Collected data entries:
//! Keyboard discovery and the raw key-event reader.
//!
//! Enumeration order of `/dev/input/event*` is decided by the kernel and can
//! change between boots, so "first matching device" is only stable on
//! machines with a single keyboard.  Set an explicit device path (`--device`
//! or the `device` setting) for reproducible selection.
//!
//! The device is opened shared, not grabbed: typing keeps working normally
//! while the daemon listens.
//!
//! On non-Linux platforms the public API compiles but every lookup fails
//! with [`DeviceError::Unsupported`].
use std::future::Future;
use std::io;
use std::path::PathBuf;
use std::time::Duration;

use tracing::debug;

/// How many times a lost keyboard is looked for again before giving up.
pub const REACQUIRE_ATTEMPTS: u32 = 5;
pub const REACQUIRE_DELAY: Duration = Duration::from_secs(1);

#[derive(Debug, thiserror::Error)]
pub enum DeviceError {
    #[error("no keyboard found (is the daemon allowed to read /dev/input?)")]
    NoKeyboardFound,

    #[error("failed to open input device {}: {source}", path.display())]
    Open {
        path: PathBuf,
        #[source]
        source: io::Error,
    },

    #[error("{} does not report key events", .0.display())]
    NotKeyboard(PathBuf),

    #[error("failed to read input device: {0}")]
    Read(#[source] io::Error),

    #[cfg(not(target_os = "linux"))]
    #[error("raw keyboard input is only supported on Linux")]
    Unsupported,
}

// ── Selection ─────────────────────────────────────────────────────────────────

/// Name predicate deciding which key-capable device counts as a keyboard.
pub type KeyboardFilter = fn(&str) -> bool;

/// Matches "keyboard" anywhere in the name, or "at trans" for the built-in
/// "AT Translated Set 2 keyboard" found on many laptops.  Case-insensitive.
pub fn default_filter(name: &str) -> bool {
    let name = name.to_lowercase();
    name.contains("keyboard") || name.contains("at trans")
}

/// What enumeration learned about one input node.
#[derive(Debug, Clone, PartialEq, Eq)]
pub struct Candidate {
    pub path: PathBuf,
    pub name: String,
    pub has_keys: bool,
}

/// Index of the first key-capable candidate whose name passes `filter`.
pub fn select_keyboard(candidates: &[Candidate], filter: KeyboardFilter) -> Option<usize> {
    candidates.iter().position(|c| c.has_keys && filter(&c.name))
}

/// How to find the keyboard: an explicit path, or enumeration plus a filter.
#[derive(Debug, Clone)]
pub struct DeviceSelector {
    pub path: Option<PathBuf>,
    pub filter: KeyboardFilter,
}

impl DeviceSelector {
    pub fn new(path: Option<PathBuf>) -> Self {
        Self {
            path,
            filter: default_filter,
        }
    }
}

impl Default for DeviceSelector {
    fn default() -> Self {
        Self::new(None)
    }
}

/// Calls `locate` up to `attempts` times, sleeping `delay` before each try.
/// Returns the last error if every attempt fails.
pub async fn reacquire<K, F, Fut>(attempts: u32, delay: Duration, mut locate: F) -> Result<K, DeviceError>
where
    F: FnMut() -> Fut,
    Fut: Future<Output = Result<K, DeviceError>>,
{
    let mut last = DeviceError::NoKeyboardFound;
    for attempt in 1..=attempts {
        tokio::time::sleep(delay).await;
        match locate().await {
            Ok(found) => return Ok(found),
            Err(e) => {
                debug!(attempt, error = %e, "keyboard re-acquire attempt failed");
                last = e;
            }
        }
    }
    Err(last)
}

pub use imp::{list_devices, locate_keyboard, watch};

// ── Linux implementation ──────────────────────────────────────────────────────

#[cfg(target_os = "linux")]
mod imp {
    use std::path::PathBuf;

    use evdev::{Device, EventType, InputEventKind};
    use tokio::sync::mpsc;
    use tracing::{info, warn};

    use super::{reacquire, select_keyboard, Candidate, DeviceError, DeviceSelector};
    use super::{REACQUIRE_ATTEMPTS, REACQUIRE_DELAY};
    use crate::event::DaemonEvent;
    use crate::hotkey::{KeyCode, KeyEvent, Transition};

    /// An opened keyboard.  Dropping it closes the device node.
    pub struct Keyboard {
        pub path: PathBuf,
        pub name: String,
        device: Device,
    }

    fn describe(path: PathBuf, device: &Device) -> Candidate {
        Candidate {
            path,
            name: device.name().unwrap_or("Unknown").to_string(),
            has_keys: device.supported_events().contains(EventType::KEY),
        }
    }

    /// Every key-capable input device, in enumeration order.
    pub fn list_devices() -> Vec<Candidate> {
        evdev::enumerate()
            .map(|(path, device)| describe(path, &device))
            .filter(|c| c.has_keys)
            .collect()
    }

    /// Opens the keyboard described by `selector`.
    pub fn locate_keyboard(selector: &DeviceSelector) -> Result<Keyboard, DeviceError> {
        if let Some(path) = &selector.path {
            let device = Device::open(path).map_err(|source| DeviceError::Open {
                path: path.clone(),
                source,
            })?;
            let candidate = describe(path.clone(), &device);
            if !candidate.has_keys {
                return Err(DeviceError::NotKeyboard(path.clone()));
            }
            return Ok(Keyboard {
                path: candidate.path,
                name: candidate.name,
                device,
            });
        }

        let (candidates, devices): (Vec<Candidate>, Vec<Device>) = evdev::enumerate()
            .map(|(path, device)| (describe(path, &device), device))
            .unzip();

        let index = select_keyboard(&candidates, selector.filter).ok_or(DeviceError::NoKeyboardFound)?;
        let candidate = candidates[index].clone();
        let device = devices
            .into_iter()
            .nth(index)
            .ok_or(DeviceError::NoKeyboardFound)?;

        Ok(Keyboard {
            path: candidate.path,
            name: candidate.name,
            device,
        })
    }

    /// Streams key events from `keyboard` into `tx` until the receiver is dropped.
    ///
    /// When a read fails the keyboard is looked up again with `selector`,
    /// [`REACQUIRE_ATTEMPTS`] times, [`REACQUIRE_DELAY`] apart.  The outcome is
    /// reported as `DeviceReacquired` or `DeviceFailed`.
    pub async fn watch(keyboard: Keyboard, selector: DeviceSelector, tx: mpsc::Sender<DaemonEvent>) {
        let mut keyboard = keyboard;
        loop {
            let name = keyboard.name.clone();
            let error = match read_events(keyboard.device, &tx).await {
                Ok(()) => return,
                Err(e) => e,
            };

            warn!(device = %name, error = %error, "lost keyboard, trying to re-acquire");
            if tx.send(DaemonEvent::DeviceLost(error.to_string())).await.is_err() {
                return;
            }

            let lookup = || locate_keyboard_blocking(selector.clone());
            match reacquire(REACQUIRE_ATTEMPTS, REACQUIRE_DELAY, lookup).await {
                Ok(found) => {
                    info!(device = %found.name, path = %found.path.display(), "keyboard re-acquired");
                    if tx.send(DaemonEvent::DeviceReacquired(found.name.clone())).await.is_err() {
                        return;
                    }
                    keyboard = found;
                }
                Err(e) => {
                    let _ = tx.send(DaemonEvent::DeviceFailed(e.to_string())).await;
                    return;
                }
            }
        }
    }

    /// [`locate_keyboard`] on the blocking pool; enumeration opens every
    /// `/dev/input` node.
    pub(super) async fn locate_keyboard_blocking(selector: DeviceSelector) -> Result<Keyboard, DeviceError> {
        tokio::task::spawn_blocking(move || locate_keyboard(&selector))
            .await
            .map_err(|e| DeviceError::Read(std::io::Error::other(e)))?
    }

    /// Returns `Ok(())` only when the receiving side has gone away.
    async fn read_events(device: Device, tx: &mpsc::Sender<DaemonEvent>) -> Result<(), DeviceError> {
        let mut stream = device.into_event_stream().map_err(DeviceError::Read)?;
        loop {
            let ev = stream.next_event().await.map_err(DeviceError::Read)?;
            let InputEventKind::Key(key) = ev.kind() else {
                continue;
            };
            let Some(transition) = Transition::from_value(ev.value()) else {
                continue;
            };

            let event = match KeyCode::from_symbol(key.code(), &format!("{key:?}")) {
                Ok(code) => DaemonEvent::Key(KeyEvent::new(code, transition)),
                Err(_) => DaemonEvent::UnrecognizedKey(key.code()),
            };
            if tx.send(event).await.is_err() {
                return Ok(());
            }
        }
    }
}

// ── Non-Linux stub ────────────────────────────────────────────────────────────

#[cfg(not(target_os = "linux"))]
mod imp {
    use std::path::PathBuf;

    use tokio::sync::mpsc;

    use super::{Candidate, DeviceError, DeviceSelector};
    use crate::event::DaemonEvent;

    pub struct Keyboard {
        pub path: PathBuf,
        pub name: String,
    }

    pub fn list_devices() -> Vec<Candidate> {
        Vec::new()
    }

    pub fn locate_keyboard(_selector: &DeviceSelector) -> Result<Keyboard, DeviceError> {
        Err(DeviceError::Unsupported)
    }

    pub async fn watch(_keyboard: Keyboard, _selector: DeviceSelector, _tx: mpsc::Sender<DaemonEvent>) {}
}

// ── Tests ─────────────────────────────────────────────────────────────────────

→ WHAT THIS TASK INVOLVES
Up to and including the line with "pub const REACQUIRE_ATTEMPTS: u32 = 5;", repeat the entries exactly, beginning at their first line.

→ RESPONSE TO THE EXERCISE
//! Keyboard discovery and the raw key-event reader.
//!
//! Enumeration order of `/dev/input/event*` is decided by the kernel and can
//! change between boots, so "first matching device" is only stable on
//! machines with a single keyboard.  Set an explicit device path (`--device`
//! or the `device` setting) for reproducible selection.
//!
//! The device is opened shared, not grabbed: typing keeps working normally
//! while the daemon listens.
//!
//! On non-Linux platforms the public API compiles but every lookup fails
//! with [`DeviceError::Unsupported`].
use std::future::Future;
use std::io;
use std::path::PathBuf;
use std::time::Duration;

use tracing::debug;

/// How many times a lost keyboard is looked for again before giving up.
pub const REACQUIRE_ATTEMPTS: u32 = 5;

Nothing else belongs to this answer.